Pressefreiheit

Costa Rica: US-Visaentzug trifft Mitglieder der Leitung von La Nación

La Nación gehört zu Costa Ricas wichtigsten Tageszeitungen. Auch andere Kritiker der Regierung Chaves verloren zuletzt ihre US-Visa.

Costa Ricas Präsident Rodrigo Chaves Robles mit der US-Sondergesandten Kristi Noem in San José, links seine Amtsnachfolgerin Laura Fernández.
Costa Ricas Präsident Rodrigo Chaves Robles mit der US-Sondergesandten Kristi Noem in San José, links seine Amtsnachfolgerin Laura Fernández.Handout/AFP

Die USA haben mehreren Mitgliedern der Direktion der costa-ricanischen Tageszeitung La Nación die Besuchervisa entzogen. Die Nachrichtenagentur AFP griff den Vorgang am Sonntag auf und verwies auf die verschlechterte Lage der Pressefreiheit in Costa Rica.

Die Direktion von La Nación teilte am Samstag mit, ihnen seien die Visa ohne Begründung entzogen worden. Betroffen sind der Vorsitzende der Direktion, Pedro Abreu Jiménez, und das Direktionsmitglied Carmen Montero Luthmer. La Nación ist eine der wichtigsten privaten Tageszeitungen Costa Ricas und wird politisch eher konservativ eingeordnet.

Die Zeitung erklärte, sie erkenne an, dass die USA über Einreisen in ihr Staatsgebiet entscheiden. Einen ähnlichen Fall gegen die Leitung einer unabhängigen Tageszeitung habe es in Costa Rica in den vergangenen Jahren nicht gegeben. Bislang habe keiner der Betroffenen eine offizielle Begründung erhalten.

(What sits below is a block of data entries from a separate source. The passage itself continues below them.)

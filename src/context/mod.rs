//! Per-request context handed to middleware and endpoint handlers.
//!
//! A [`Context`] pairs the parsed [`Request`] with the arguments the router captured
//! while matching it: the literal texts of every path segment that was resolved through
//! a wildcard, left to right. Handlers read them positionally.

use std::any::type_name;
use std::str::FromStr;

use thiserror::Error;

use crate::Request;

/// Errors raised when reading a captured path argument.
#[derive(Debug, Clone, PartialEq, Eq, Error)]
pub enum ArgError {
    #[error("no path argument at position {index}")]
    Missing { index: usize },

    #[error("path argument {index} (`{text}`) is not a valid {expected}")]
    Invalid {
        index: usize,
        text: String,
        expected: &'static str,
    },
}

/// Per-request state: the request and its captured path arguments.
#[derive(Debug)]
pub struct Context {
    request: Request,
    args: Vec<String>,
}

impl Context {
    /// Creates a context with no captured arguments.
    pub fn new(request: Request) -> Self {
        Self::with_args(request, Vec::new())
    }

    /// Creates a context carrying the arguments captured by the router.
    pub fn with_args(request: Request, args: Vec<String>) -> Self {
        Self { request, args }
    }

    pub fn request(&self) -> &Request {
        &self.request
    }

    /// All captured arguments, in path order.
    pub fn args(&self) -> &[String] {
        &self.args
    }

    /// The captured argument at `index`, as text.
    pub fn arg(&self, index: usize) -> Option<&str> {
        self.args.get(index).map(String::as_str)
    }

    /// Parses the captured argument at `index`.
    ///
    /// # Errors
    ///
    /// [`ArgError::Missing`] if fewer arguments were captured, [`ArgError::Invalid`] if
    /// the text does not parse as `T`.
    ///
    /// # Examples
    ///
    /// ```
    /// use waypath::{Context, Method, Request};
    ///
    /// let ctx = Context::with_args(Request::new(Method::Get, "/users/42"), vec!["42".into()]);
    /// assert_eq!(ctx.parse_arg::<u32>(0), Ok(42));
    /// assert!(ctx.parse_arg::<u32>(1).is_err());
    /// ```
    pub fn parse_arg<T: FromStr>(&self, index: usize) -> Result<T, ArgError> {
        let text = self.arg(index).ok_or(ArgError::Missing { index })?;
        text.parse().map_err(|_| ArgError::Invalid {
            index,
            text: text.to_owned(),
            expected: type_name::<T>(),
        })
    }

    /// Parses the captured argument at `index` as a boolean, accepting `true` and
    /// `false` in any letter case, the same texts that classify as `{bool}`.
    ///
    /// # Errors
    ///
    /// [`ArgError::Missing`] if fewer arguments were captured, [`ArgError::Invalid`]
    /// for any other text.
    ///
    /// # Examples
    ///
    /// ```
    /// use waypath::{Context, Method, Request};
    ///
    /// let ctx = Context::with_args(Request::new(Method::Get, "/flags/TRUE"), vec!["TRUE".into()]);
    /// assert_eq!(ctx.parse_bool_arg(0), Ok(true));
    /// ```
    pub fn parse_bool_arg(&self, index: usize) -> Result<bool, ArgError> {
        let text = self.arg(index).ok_or(ArgError::Missing { index })?;
        if text.eq_ignore_ascii_case("true") {
            Ok(true)
        } else if text.eq_ignore_ascii_case("false") {
            Ok(false)
        } else {
            Err(ArgError::Invalid {
                index,
                text: text.to_owned(),
                expected: "bool",
            })
        }
    }

    /// Gives the request back, dropping the captured arguments.
    pub fn into_request(self) -> Request {
        self.request
    }
}

#[cfg(test)]
mod tests {
    use super::*;
    use crate::Method;

    fn ctx(args: &[&str]) -> Context {
        Context::with_args(
            Request::new(Method::Get, "/"),
            args.iter().map(|a| a.to_string()).collect(),
        )
    }

    #[test]
    fn args_are_positional() {
        let ctx = ctx(&["7", "hello"]);
        assert_eq!(ctx.arg(0), Some("7"));
        assert_eq!(ctx.arg(1), Some("hello"));
        assert_eq!(ctx.arg(2), None);
        assert_eq!(ctx.args().len(), 2);
    }

    #[test]
    fn parse_arg_converts_typed_segments() {
        let ctx = ctx(&["7", "2.5", "TRUE"]);
        assert_eq!(ctx.parse_arg::<i64>(0), Ok(7));
        assert_eq!(ctx.parse_arg::<f64>(1), Ok(2.5));
        assert_eq!(ctx.parse_arg::<String>(2), Ok("TRUE".to_owned()));
    }

    #[test]
    fn parse_arg_reports_failures() {
        let ctx = ctx(&["abc"]);
        assert_eq!(ctx.parse_arg::<u8>(3), Err(ArgError::Missing { index: 3 }));
        assert!(matches!(
            ctx.parse_arg::<u8>(0),
            Err(ArgError::Invalid { index: 0, ref text, .. }) if text == "abc"
        ));
    }

    #[test]
    fn bool_args_ignore_case() {
        let ctx = ctx(&["TRUE", "False", "tRuE", "yes"]);
        assert_eq!(ctx.parse_bool_arg(0), Ok(true));
        assert_eq!(ctx.parse_bool_arg(1), Ok(false));
        assert_eq!(ctx.parse_bool_arg(2), Ok(true));
        assert_eq!(
            ctx.parse_bool_arg(3),
            Err(ArgError::Invalid {
                index: 3,
                text: "yes".to_owned(),
                expected: "bool",
            })
        );
        assert_eq!(ctx.parse_bool_arg(4), Err(ArgError::Missing { index: 4 }));
        // The strict std parser still rejects mixed case.
        assert!(ctx.parse_arg::<bool>(0).is_err());
    }

    #[test]
    fn fresh_context_has_no_args() {
        let ctx = Context::new(Request::new(Method::Get, "/"));
        assert!(ctx.args().is_empty());
        assert_eq!(ctx.into_request().path(), "/");
    }
}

Wie La Nación weiter berichtete, verwies die US-Seite in einer schriftlichen Antwort auf das US-Einwanderungsgesetz. Demnach sind Visaakten vertraulich; zu einzelnen Fällen äußere man sich nicht öffentlich.

Konflikt mit Präsident Chaves

Wie AFP berichtet, reiht sich dieser Schritt in eine Reihe von Visaentzügen gegen Kritiker von Präsident Rodrigo Chaves Robles ein. Zu den Betroffenen zählen seit 2025 der frühere Präsident und Friedensnobelpreisträger Óscar Arias, ehemalige Abgeordnete und Verfassungsrichter.

Laut AFP hat Chaves mehrere kritische Medien, darunter La Nación, als „verkommene Presse“ und „politische Auftragsmörder“ bezeichnet und der Zeitung „Verleumdung“ vorgeworfen. Die Organisation Reporter ohne Grenzen sieht unter Chaves eine Verschlechterung der Pressefreiheit in Costa Rica.

Die Regierung Chaves gilt als enger Verbündeter von US-Präsident Donald Trump. Costa Rica folgte zuletzt auch in der Kuba-Politik der Trump-Regierung. Im März schloss San José seine Botschaft in Havanna, wies Kubas Diplomaten aus und begründete den Schritt mit der Menschenrechtslage auf der Insel. Havanna sprach dagegen von US-Druck und warf Costa Rica vor, sich an Washingtons neuer Offensive zur Isolation Kubas zu beteiligen.

Costa Rica steht vor einem Präsidentenwechsel innerhalb des Lagers von Rodrigo Chaves Robles. Laura Fernández Delgado, frühere Ministerin unter Chaves, soll am Freitag die Präsidentschaft übernehmen. Ihre Partei Pueblo Soberano, die den Kurs des scheidenden Präsidenten fortführen will, gewann bei der Wahl am 1. Februar 31 der 57 Sitze im Parlament und damit die absolute Mehrheit.